PACSIN1cg04941418 emerged as the top DMP at birth to associate with adolescent substance use. Given that our DNAm data was extracted from peripheral blood, we used the Genotype-Tissue Expression project portal (GTEx; http://www.gtexportal.org/home/; [41] and the EMBL-EBI Expression Atlas (https://www.ebi.ac.uk/gxa/home/);[42] to assess PACSIN1 expression across tissues. PACSIN1 was found to be most highly expressed in brain tissue, including regions implicated in drug-seeking behavior and addiction risk, such as the prefrontal cortex, nucleus accumbens, amygdala and hippocampus (Supplementary Figure 3). We then used the BrainCloud tool (http://braincloud.jhmi.edu/plots/),[43] to trace the developmental course of PACSIN1 expression across the lifespan (fetal–age 80), based on postmortem prefrontal cortex tissue from 269 healthy subjects. The resulting plot showed that the most dramatic change in expression levels occurs during the neonatal period, bridging lower expression levels during fetal development with a higher, stable trajectory of expression from around 3 months of age onward (Supplementary Figure 3).

Age of substance-use onset

Overall, 65 DMPs at birth prospectively associated with substance-use severity in adolescence. As a sensitivity analysis, we additionally tested whether these DMPs also associated with age of onset among substance users. On the basis of three items that combined self-report data across age 16 and 18, we found that, within youth who endorsed using substances, higher cumulative DNAm risk correlated with lower reported age when first ‘smoked whole cigarette' (r=−0.19, P=0.03, nendorse=129), ‘tried cannabis' (r=−0.36, P=3.40E-04, nendorse=93) and ‘had whole alcoholic drink' (r=−0.23, P=0.001, nendorse=195), respectively. For data on frequencies, correlations and details about how the items were created, see Supplementary Table 7.

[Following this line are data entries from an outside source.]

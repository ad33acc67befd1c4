use serde::{Deserialize, Serialize};

#[derive(Debug, Clone, Copy, Serialize, Deserialize, PartialEq, Eq, Default)]
#[serde(rename_all = "camelCase")]
pub enum TimerStatus {
    #[default]
    Idle,
    Running,
    Paused,
    Completed,
}

impl TimerStatus {
    pub fn as_str(&self) -> &'static str {
        match self {
            TimerStatus::Idle => "idle",
            TimerStatus::Running => "running",
            TimerStatus::Paused => "paused",
            TimerStatus::Completed => "completed",
        }
    }
}

#[derive(Debug, Clone, Copy, Serialize, Deserialize, PartialEq, Eq, Default)]
#[serde(rename_all = "camelCase")]
pub enum TimerMode {
    #[default]
    Countdown,
    Stopwatch,
}

/// Card and board context captured when a focus starts.
///
/// Titles are a snapshot: a later rename on the board does not touch
/// sessions recorded against the old title.
#[derive(Debug, Clone, Serialize, Deserialize, PartialEq, Eq, Default)]
#[serde(rename_all = "camelCase")]
pub struct FocusContext {
    pub card_id: String,
    pub card_title: String,
    #[serde(default)]
    pub card_number: i64,
    pub board_id: String,
    pub board_name: String,
    #[serde(default)]
    pub notes: Option<String>,
    /// Seconds already logged on this card by earlier sessions.
    #[serde(default)]
    pub previous_elapsed: u64,
}

/// Everything a non-idle timer carries besides its phase.
#[derive(Debug, Clone, PartialEq, Eq)]
pub struct ActiveTimer {
    pub data: FocusContext,
    /// Target length in seconds; `None` means stopwatch.
    pub target_secs: Option<u64>,
    pub previous_elapsed: u64,
    /// When this focus was first started. Unlike the running start instant,
    /// this is never shifted by `resume`.
    pub created_at_ms: i64,
}

impl ActiveTimer {
    pub fn mode(&self) -> TimerMode {
        if self.target_secs.is_some() {
            TimerMode::Countdown
        } else {
            TimerMode::Stopwatch
        }
    }

    fn target_ms(&self) -> Option<u64> {
        self.target_secs.map(|secs| secs.saturating_mul(1000))
    }
}

/// The timer engine.
///
/// While `Running`, session elapsed is always `now - started_at_ms`; there is
/// no separately incremented counter. `resume` re-derives a synthetic start
/// instant as `now - elapsed` so the same formula keeps holding after a pause.
#[derive(Debug, Clone, PartialEq, Eq, Default)]
pub enum TimerState {
    #[default]
    Idle,
    Running {
        timer: ActiveTimer,
        started_at_ms: i64,
    },
    Paused {
        timer: ActiveTimer,
        elapsed_ms: u64,
    },
    Completed {
        timer: ActiveTimer,
        elapsed_ms: u64,
    },
}

fn elapsed_since(started_at_ms: i64, now_ms: i64) -> u64 {
    now_ms.saturating_sub(started_at_ms).max(0) as u64
}

impl TimerState {
    pub fn new() -> Self {
        Self::default()
    }

    pub fn status(&self) -> TimerStatus {
        match self {
            TimerState::Idle => TimerStatus::Idle,
            TimerState::Running { .. } => TimerStatus::Running,
            TimerState::Paused { .. } => TimerStatus::Paused,
            TimerState::Completed { .. } => TimerStatus::Completed,
        }
    }

    pub fn timer(&self) -> Option<&ActiveTimer> {
        match self {
            TimerState::Idle => None,
            TimerState::Running { timer, .. }
            | TimerState::Paused { timer, .. }
            | TimerState::Completed { timer, .. } => Some(timer),
        }
    }

    fn timer_mut(&mut self) -> Option<&mut ActiveTimer> {
        match self {
            TimerState::Idle => None,
            TimerState::Running { timer, .. }
            | TimerState::Paused { timer, .. }
            | TimerState::Completed { timer, .. } => Some(timer),
        }
    }

    pub fn mode(&self) -> TimerMode {
        self.timer().map(ActiveTimer::mode).unwrap_or_default()
    }

    pub fn started_at_ms(&self) -> Option<i64> {
        match self {
            TimerState::Running { started_at_ms, .. } => Some(*started_at_ms),
            _ => None,
        }
    }

    /// Session elapsed in milliseconds, uncapped.
    pub fn elapsed_ms(&self, now_ms: i64) -> u64 {
        match self {
            TimerState::Idle => 0,
            TimerState::Running { started_at_ms, .. } => elapsed_since(*started_at_ms, now_ms),
            TimerState::Paused { elapsed_ms, .. } | TimerState::Completed { elapsed_ms, .. } => {
                *elapsed_ms
            }
        }
    }

    /// Whole seconds in the current session (floor of the millisecond delta).
    pub fn elapsed_secs(&self, now_ms: i64) -> u64 {
        self.elapsed_ms(now_ms) / 1000
    }

    /// Countdown remaining in whole seconds; always 0 in stopwatch mode.
    pub fn remaining_secs(&self, now_ms: i64) -> u64 {
        match self.timer().and_then(|timer| timer.target_secs) {
            Some(target) => target.saturating_sub(self.elapsed_secs(now_ms)),
            None => 0,
        }
    }

    pub fn previous_elapsed(&self) -> u64 {
        self.timer().map(|timer| timer.previous_elapsed).unwrap_or(0)
    }

    /// Session elapsed plus time carried over from earlier sessions on the card.
    pub fn total_secs(&self, now_ms: i64) -> u64 {
        self.elapsed_secs(now_ms)
            .saturating_add(self.previous_elapsed())
    }

    /// Seconds shown on the clock face: remaining for countdown, total for stopwatch.
    pub fn display_secs(&self, now_ms: i64) -> u64 {
        match self.mode() {
            TimerMode::Countdown if self.timer().is_some() => self.remaining_secs(now_ms),
            TimerMode::Countdown => 0,
            TimerMode::Stopwatch => self.total_secs(now_ms),
        }
    }

    pub fn formatted_time(&self, now_ms: i64) -> String {
        format_clock(self.display_secs(now_ms))
    }

    /// Begin a new focus. Ignored unless idle.
    pub fn start(&mut self, data: FocusContext, duration_secs: Option<u64>, now_ms: i64) {
        if !matches!(self, TimerState::Idle) {
            return;
        }

        let previous_elapsed = data.previous_elapsed;
        *self = TimerState::Running {
            timer: ActiveTimer {
                data,
                target_secs: duration_secs,
                previous_elapsed,
                created_at_ms: now_ms,
            },
            started_at_ms: now_ms,
        };
    }

    pub fn pause(&mut self, now_ms: i64) {
        if let TimerState::Running {
            timer,
            started_at_ms,
        } = self
        {
            let elapsed_ms = elapsed_since(*started_at_ms, now_ms);
            *self = TimerState::Paused {
                timer: timer.clone(),
                elapsed_ms,
            };
        }
    }

    pub fn resume(&mut self, now_ms: i64) {
        if let TimerState::Paused { timer, elapsed_ms } = self {
            let started_at_ms = now_ms.saturating_sub(*elapsed_ms as i64);
            *self = TimerState::Running {
                timer: timer.clone(),
                started_at_ms,
            };
        }
    }

    /// Freeze elapsed and move to `Completed`. Valid from running or paused.
    pub fn stop(&mut self, now_ms: i64) {
        match self {
            TimerState::Running { .. } | TimerState::Paused { .. } => {
                let elapsed_ms = self.elapsed_ms(now_ms);
                if let Some(timer) = self.timer().cloned() {
                    *self = TimerState::Completed { timer, elapsed_ms };
                }
            }
            TimerState::Idle | TimerState::Completed { .. } => {}
        }
    }

    pub fn reset(&mut self) {
        *self = TimerState::Idle;
    }

    /// Recompute elapsed from the start instant and complete an expired
    /// countdown. Returns `true` when this call caused the transition to
    /// `Completed`. Both the one-second tick and drift correction go through
    /// here so they cannot disagree.
    pub fn tick(&mut self, now_ms: i64) -> bool {
        let TimerState::Running {
            timer,
            started_at_ms,
        } = self
        else {
            return false;
        };

        let Some(target_ms) = timer.target_ms() else {
            return false;
        };

        if elapsed_since(*started_at_ms, now_ms) >= target_ms {
            *self = TimerState::Completed {
                timer: timer.clone(),
                elapsed_ms: target_ms,
            };
            return true;
        }

        false
    }

    /// Drift correction after the host was backgrounded. Only acts while running.
    pub fn resync(&mut self, now_ms: i64) -> bool {
        self.tick(now_ms)
    }

    pub fn update_notes(&mut self, notes: Option<String>) {
        if let Some(timer) = self.timer_mut() {
            timer.data.notes = notes;
        }
    }
}

/// `MM:SS`, or `H:MM:SS` once an hour is reached.
pub fn format_clock(total_secs: u64) -> String {
    let hours = total_secs / 3600;
    let minutes = (total_secs % 3600) / 60;
    let seconds = total_secs % 60;
    if hours > 0 {
        format!("{hours}:{minutes:02}:{seconds:02}")
    } else {
        format!("{minutes:02}:{seconds:02}")
    }
}

#[cfg(test)]
mod tests {
    use super::*;
    use proptest::prelude::*;

    const SEC: i64 = 1000;

    fn card() -> FocusContext {
        FocusContext {
            card_id: "card-1".into(),
            card_title: "Write release notes".into(),
            card_number: 42,
            board_id: "board-1".into(),
            board_name: "Roadmap".into(),
            notes: None,
            previous_elapsed: 0,
        }
    }

    #[test]
    fn countdown_example_completes_at_target() {
        let mut state = TimerState::new();
        state.start(card(), Some(1500), 0);
        assert_eq!(state.status(), TimerStatus::Running);
        assert_eq!(state.mode(), TimerMode::Countdown);
        assert_eq!(state.formatted_time(0), "25:00");

        assert!(state.tick(1_500_000));
        assert_eq!(state.status(), TimerStatus::Completed);
        assert_eq!(state.remaining_secs(1_500_000), 0);
        assert_eq!(state.elapsed_secs(1_500_000), 1500);
        assert_eq!(state.formatted_time(1_500_000), "00:00");
    }

    #[test]
    fn countdown_clamps_overshoot_to_target() {
        let mut state = TimerState::new();
        state.start(card(), Some(60), 0);
        assert!(state.resync(600 * SEC));
        assert_eq!(state.elapsed_secs(600 * SEC), 60);
        assert_eq!(state.remaining_secs(600 * SEC), 0);
    }

    #[test]
    fn tick_before_target_keeps_running() {
        let mut state = TimerState::new();
        state.start(card(), Some(60), 0);
        assert!(!state.tick(59_999));
        assert_eq!(state.status(), TimerStatus::Running);
        assert_eq!(state.remaining_secs(59_999), 1);
    }

    #[test]
    fn stopwatch_never_completes_on_tick() {
        let mut state = TimerState::new();
        state.start(card(), None, 0);
        assert_eq!(state.mode(), TimerMode::Stopwatch);
        assert!(!state.tick(10_000 * SEC));
        assert_eq!(state.remaining_secs(10_000 * SEC), 0);
        assert_eq!(state.status(), TimerStatus::Running);
    }

    #[test]
    fn previous_elapsed_feeds_display_not_session() {
        let mut state = TimerState::new();
        let mut data = card();
        data.previous_elapsed = 3600;
        state.start(data, None, 0);

        assert_eq!(state.elapsed_secs(90 * SEC), 90);
        assert_eq!(state.total_secs(90 * SEC), 3690);
        assert_eq!(state.formatted_time(90 * SEC), "1:01:30");
    }

    #[test]
    fn paused_time_is_not_counted() {
        let mut state = TimerState::new();
        state.start(card(), None, 0);
        state.pause(10 * SEC);
        assert_eq!(state.status(), TimerStatus::Paused);
        assert_eq!(state.started_at_ms(), None);
        assert_eq!(state.elapsed_secs(500 * SEC), 10);

        state.resume(500 * SEC);
        assert_eq!(state.started_at_ms(), Some(490 * SEC));
        assert_eq!(state.timer().map(|t| t.created_at_ms), Some(0));
        state.stop(505 * SEC);
        assert_eq!(state.status(), TimerStatus::Completed);
        assert_eq!(state.elapsed_secs(9_999 * SEC), 15);
    }

    #[test]
    fn invalid_transitions_are_ignored() {
        let mut state = TimerState::new();
        state.pause(0);
        state.resume(0);
        state.stop(0);
        assert!(!state.resync(0));
        assert_eq!(state, TimerState::Idle);

        state.start(card(), Some(60), 0);
        let running = state.clone();
        state.start(card(), None, 5 * SEC);
        state.resume(5 * SEC);
        assert_eq!(state, running);

        state.stop(5 * SEC);
        let completed = state.clone();
        state.pause(6 * SEC);
        state.resume(6 * SEC);
        state.stop(7 * SEC);
        assert_eq!(state, completed);
    }

    #[test]
    fn stop_from_paused_keeps_frozen_elapsed() {
        let mut state = TimerState::new();
        state.start(card(), Some(600), 0);
        state.pause(30 * SEC);
        state.stop(400 * SEC);
        assert_eq!(state.status(), TimerStatus::Completed);
        assert_eq!(state.elapsed_secs(400 * SEC), 30);
    }

    #[test]
    fn reset_from_any_state_returns_idle() {
        for setup in 0..4 {
            let mut state = TimerState::new();
            if setup > 0 {
                state.start(card(), Some(60), 0);
            }
            if setup == 2 {
                state.pause(SEC);
            }
            if setup == 3 {
                state.stop(SEC);
            }
            state.reset();
            assert_eq!(state, TimerState::Idle);
            assert_eq!(state.formatted_time(SEC), "00:00");
        }
    }

    #[test]
    fn update_notes_only_applies_to_active_timer() {
        let mut state = TimerState::new();
        state.update_notes(Some("ignored".into()));
        assert_eq!(state, TimerState::Idle);

        state.start(card(), None, 0);
        state.update_notes(Some("drafted intro".into()));
        assert_eq!(
            state.timer().and_then(|t| t.data.notes.clone()).as_deref(),
            Some("drafted intro")
        );
    }

    #[test]
    fn clock_format() {
        assert_eq!(format_clock(0), "00:00");
        assert_eq!(format_clock(59), "00:59");
        assert_eq!(format_clock(1500), "25:00");
        assert_eq!(format_clock(3600), "1:00:00");
        assert_eq!(format_clock(36_061), "10:01:01");
    }

    proptest! {
        #[test]
        fn duration_is_sum_of_running_intervals(
            intervals in proptest::collection::vec((0i64..100_000, 0i64..1_000_000), 1..12)
        ) {
            let mut state = TimerState::new();
            let mut now = 1_700_000_000_000i64;
            let mut running_total = 0i64;
            state.start(card(), None, now);

            for (i, (run_ms, pause_ms)) in intervals.iter().enumerate() {
                if i > 0 {
                    state.resume(now);
                }
                now += run_ms;
                running_total += run_ms;
                state.pause(now);
                now += pause_ms;
            }

            state.stop(now);
            prop_assert_eq!(state.status(), TimerStatus::Completed);
            prop_assert_eq!(state.elapsed_ms(now), running_total as u64);
            prop_assert_eq!(state.elapsed_secs(now), (running_total / 1000) as u64);
        }
    }
}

Indirect effects for specific substances

We found a significant indirect effect of prenatal tobacco smoking on adolescent substance use, via cumulative DNAm risk. Here, we wanted to clarify whether this indirect effect was observed across all substances or only specific ones (for example, adolescent tobacco use). To this end, we reran the path analysis with the three first-order factors of tobacco, cannabis and alcohol use (Supplementary Figure 4). Indirect effects were significant across all three substance types (tobacco: b=0.31, s.e.=0.12, P=0.01, bootstrapped 95% CI=0.09–0.59; cannabis: b=0.71, s.e.=0.29, P= 0.01, bootstrapped 95% CI=0.22–1.34; alcohol: b=0.14, s.e.=0.06, P=0.03, bootstrapped 95% CI=0.04–0.30). Because the first-order factor of cannabis use contained one outlier (that is, >3 s.d. from the mean), the analysis was also rerun with winsorized data for this score and results remained consistent.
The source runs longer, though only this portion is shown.